Private school in West Bengal, India

Don Bosco Technical & High School, Liluah is an all-boys, English medium school located in Howrah, India. It operates under the Council for the Indian School Certificate Examinations and takes students from the lower kindergarten through grade twelve. The school was established in 1937, and is run by the Salesians of Don Bosco (SDB) a minority institution within the Catholic Church. The school's patron saint is John Bosco, popularly known as Don Bosco.

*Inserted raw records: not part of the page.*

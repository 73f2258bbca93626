//! Orchestrator: wires the segment store, buffer index, capture workers,
//! supervisor and trigger front-end together, and owns shutdown.
//!
//! Workers launch with a staggered delay so a fleet power-on does not hit
//! every camera at the same instant. Shutdown cancels the shared token,
//! asks every worker to stop, waits inside a global deadline, and aborts
//! survivors. Segment files are left in place so a successor process can
//! reclaim them.

use std::collections::HashMap;
use std::sync::Arc;
use std::time::{Duration, Instant};

use tokio::sync::mpsc;
use tokio::task::JoinHandle;
use tokio_util::sync::CancellationToken;
use tracing::{error, info, warn};

use crate::api::{self, AppState};
use crate::buffer::BufferIndex;
use crate::capture::{new_registry, CaptureWorker, StatusRegistry, WorkerCommand};
use crate::clip::ClipAssembler;
use crate::config::{Config, TriggerMode};
use crate::error::Result;
use crate::store::SegmentStore;
use crate::supervisor::Supervisor;
use crate::trigger::{self, TriggerEvent};

/// Delay between successive worker launches.
pub const WORKER_STAGGER: Duration = Duration::from_millis(250);

/// Total deadline for shutdown before survivors are aborted.
pub const SHUTDOWN_DEADLINE: Duration = Duration::from_secs(10);

/// Process exit codes.
pub const EXIT_OK: i32 = 0;
pub const EXIT_CONFIG: i32 = 1;
pub const EXIT_GAVE_UP: i32 = 2;

struct WorkerHandle {
    camera_id: String,
    handle: JoinHandle<()>,
    cmd_tx: mpsc::Sender<WorkerCommand>,
}

pub struct Orchestrator {
    config: Arc<Config>,
    registry: StatusRegistry,
    workers: Vec<WorkerHandle>,
    supervisor_handle: JoinHandle<()>,
    front_end: Option<JoinHandle<()>>,
    assembler: Arc<ClipAssembler>,
    trigger_rx: mpsc::Receiver<TriggerEvent>,
    /// Kept so the trigger channel never reports closed while we run.
    _trigger_tx: mpsc::Sender<TriggerEvent>,
    fatal_rx: tokio::sync::watch::Receiver<bool>,
    shutdown: CancellationToken,
}

impl Orchestrator {
    /// Build and start every component. Errors here are fatal (exit 1).
    pub fn start(config: Config) -> Result<Self> {
        let config = Arc::new(config);
        let store = Arc::new(SegmentStore::open(&config.temp_dir)?);
        std::fs::create_dir_all(&config.clips_dir)?;

        let index = Arc::new(BufferIndex::new(
            store.clone(),
            config.buffer_seconds,
            config.chunk_duration,
        ));
        for camera in &config.cameras {
            index.register_camera(&camera.id);
        }
        let registry = new_registry(&config.cameras);
        let shutdown = CancellationToken::new();

        info!(
            cameras = config.cameras.len(),
            chunk_s = config.chunk_duration,
            buffer_s = config.buffer_seconds,
            temp_dir = ?config.temp_dir,
            clips_dir = ?config.clips_dir,
            "Starting pre-roll recorder"
        );

        // Capture workers, staggered.
        let mut workers = Vec::new();
        let mut command_txs = HashMap::new();
        for (i, camera) in config.cameras.iter().enumerate() {
            let (handle, cmd_tx) = CaptureWorker::spawn(
                camera.clone(),
                config.clone(),
                store.clone(),
                index.clone(),
                registry.clone(),
                shutdown.clone(),
                WORKER_STAGGER * i as u32,
            );
            command_txs.insert(camera.id.clone(), cmd_tx.clone());
            workers.push(WorkerHandle {
                camera_id: camera.id.clone(),
                handle,
                cmd_tx,
            });
        }

        let (supervisor, fatal_rx, storage_report) = Supervisor::new(
            config.clone(),
            store.clone(),
            index.clone(),
            registry.clone(),
            command_txs,
            shutdown.clone(),
        );
        let supervisor_handle = supervisor.spawn();

        let assembler = Arc::new(ClipAssembler::new(config.clone(), index.clone()));

        let (trigger_tx, trigger_rx) = mpsc::channel(16);
        let front_end = match config.trigger_mode {
            TriggerMode::Keyboard => {
                Some(trigger::spawn_keyboard(trigger_tx.clone(), shutdown.clone()))
            }
            TriggerMode::Http => {
                let state = Arc::new(AppState {
                    config: config.clone(),
                    index: index.clone(),
                    registry: registry.clone(),
                    assembler: assembler.clone(),
                    storage: storage_report,
                });
                let port = config.http_port;
                let token = shutdown.clone();
                Some(tokio::spawn(async move {
                    api::start_server(state, port, token).await;
                }))
            }
        };

        Ok(Orchestrator {
            config,
            registry,
            workers,
            supervisor_handle,
            front_end,
            assembler,
            trigger_rx,
            _trigger_tx: trigger_tx,
            fatal_rx,
            shutdown,
        })
    }

    /// Main event loop; returns the process exit code.
    pub async fn run(mut self) -> i32 {
        let mut exit_code = EXIT_OK;
        loop {
            tokio::select! {
                result = tokio::signal::ctrl_c() => {
                    match result {
                        Ok(()) => info!("Received CTRL+C, shutting down…"),
                        Err(e) => error!(error = %e, "Signal error, shutting down"),
                    }
                    break;
                }
                changed = self.fatal_rx.changed() => {
                    if changed.is_err() {
                        error!("Supervisor channel closed unexpectedly");
                        break;
                    }
                    if *self.fatal_rx.borrow() {
                        error!("Supervisor gave up on all cameras");
                        exit_code = EXIT_GAVE_UP;
                        break;
                    }
                }
                event = self.trigger_rx.recv() => match event {
                    Some(TriggerEvent::SaveClip { camera_id, duration, request_time }) => {
                        self.dispatch_clip(camera_id, duration, request_time);
                    }
                    Some(TriggerEvent::Shutdown) | None => {
                        info!("Shutdown requested by trigger");
                        break;
                    }
                }
            }
        }

        self.shutdown_all().await;
        exit_code
    }

    /// Run a clip request in the background; failures are logged, never fatal.
    fn dispatch_clip(
        &self,
        camera_id: Option<String>,
        duration: Option<u64>,
        request_time: chrono::DateTime<chrono::Utc>,
    ) {
        let assembler = self.assembler.clone();
        let duration = self.config.clamp_clip_duration(duration);
        tokio::spawn(async move {
            match camera_id {
                Some(id) => {
                    if let Err(e) = assembler.save_clip(&id, duration, request_time).await {
                        warn!(camera = id, error = %e, "Clip request failed");
                    }
                }
                None => {
                    for (id, result) in assembler.save_all(duration, request_time).await {
                        if let Err(e) = result {
                            warn!(camera = id, error = %e, "Clip request failed");
                        }
                    }
                }
            }
        });
    }

    async fn shutdown_all(self) {
        let deadline = Instant::now() + SHUTDOWN_DEADLINE;

        // Stop the trigger front-end first so no new requests arrive.
        self.shutdown.cancel();
        if let Some(handle) = self.front_end {
            let _ = tokio::time::timeout(Duration::from_secs(1), handle).await;
        }

        for w in &self.workers {
            let _ = w.cmd_tx.try_send(WorkerCommand::Stop);
        }
        for w in self.workers {
            let abort = w.handle.abort_handle();
            let remaining = deadline.saturating_duration_since(Instant::now());
            if tokio::time::timeout(remaining, w.handle).await.is_err() {
                warn!(camera = w.camera_id, "Worker missed the shutdown deadline, aborting");
                // Aborting drops the child handle; kill_on_drop reaps the
                // encoder's process group.
                abort.abort();
            }
        }

        let remaining = deadline.saturating_duration_since(Instant::now());
        if tokio::time::timeout(remaining, self.supervisor_handle).await.is_err() {
            warn!("Supervisor missed the shutdown deadline");
        }

        // Buffer segments stay on the memory-backed store for a successor.
        let states: Vec<String> = {
            let reg = self.registry.read();
            reg.iter()
                .map(|(id, st)| format!("{id}={:?}", st.state))
                .collect()
        };
        info!(workers = states.join(","), "Shutdown complete");
    }
}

The motto of the school is "Virtus et Labor".The school celebrated its Platinum Jubilee in December 2012.

==History==

Don Bosco Liluah emblem

The land for the school was bought in 1928 by the Salesian Provincial, and the church was built in 1937. It became the first parish church in the country dedicated to Saint John Bosco. The technical school was begun in 1937 and started functioning in 1939. The school was closed for four years from 1942 to 1946 for use by the army during the Second World War.

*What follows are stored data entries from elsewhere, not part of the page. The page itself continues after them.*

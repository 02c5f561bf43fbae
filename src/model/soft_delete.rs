use chrono::{DateTime, Utc};
use serde::{Deserialize, Serialize};

/// Logical-deletion state embedded in every soft-deletable entity.
///
/// Once `is_deleted` flips to true, `deleted_at` and `deleted_by` are set
/// together and stay set; only an explicit restore clears them.
#[derive(Debug, Clone, Default, PartialEq, Serialize, Deserialize)]
pub struct SoftDeleteState {
    pub is_deleted: bool,
    pub deleted_at: Option<DateTime<Utc>>,
    pub deleted_by: Option<String>,
}

impl SoftDeleteState {
    /// Fresh, live state.
    pub fn live() -> Self {
        Self::default()
    }

    /// Mark deleted with the transaction's stamp.
    pub fn mark_deleted(&mut self, at: DateTime<Utc>, by: Option<String>) {
        self.is_deleted = true;
        self.deleted_at = Some(at);
        self.deleted_by = by;
    }

    /// Intentional restore: clears the deletion stamp entirely.
    pub fn restore(&mut self) {
        self.is_deleted = false;
        self.deleted_at = None;
        self.deleted_by = None;
    }
}

/// Accessor trait for entities that carry a [`SoftDeleteState`].
pub trait SoftDeletable {
    fn soft_delete(&self) -> &SoftDeleteState;
    fn soft_delete_mut(&mut self) -> &mut SoftDeleteState;

    fn is_deleted(&self) -> bool {
        self.soft_delete().is_deleted
    }
}

#[cfg(test)]
mod tests {
    use super::*;

    #[test]
    fn test_mark_and_restore() {
        let mut state = SoftDeleteState::live();
        assert!(!state.is_deleted);

        let now = Utc::now();
        state.mark_deleted(now, Some("auditor".into()));
        assert!(state.is_deleted);
        assert_eq!(state.deleted_at, Some(now));
        assert_eq!(state.deleted_by.as_deref(), Some("auditor"));

        state.restore();
        assert_eq!(state, SoftDeleteState::live());
    }

    #[test]
    fn test_mark_without_actor() {
        let mut state = SoftDeleteState::live();
        state.mark_deleted(Utc::now(), None);
        assert!(state.is_deleted);
        assert!(state.deleted_at.is_some());
        assert!(state.deleted_by.is_none());
    }
}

The government recognized it in August 1948, and in 1954 the first batch of students appeared for the Senior Cambridge Exams. In July 1958, the school auditorium was inaugurated. The Archbishop of Calcutta inaugurated the main building of the school in November 1959.

In January 1977 the Free Night School was started, to cater to the needs of the poor children of the locality. The first inter-schools cultural and co-curricular festival named as "Bosco Blow Up" was held in September 1977, with seven participant schools. Don Bosco Self-employment was started in August 1978 for the young men of the locality who are school drop-outs to enable them to learn a trade and earn their livelihood.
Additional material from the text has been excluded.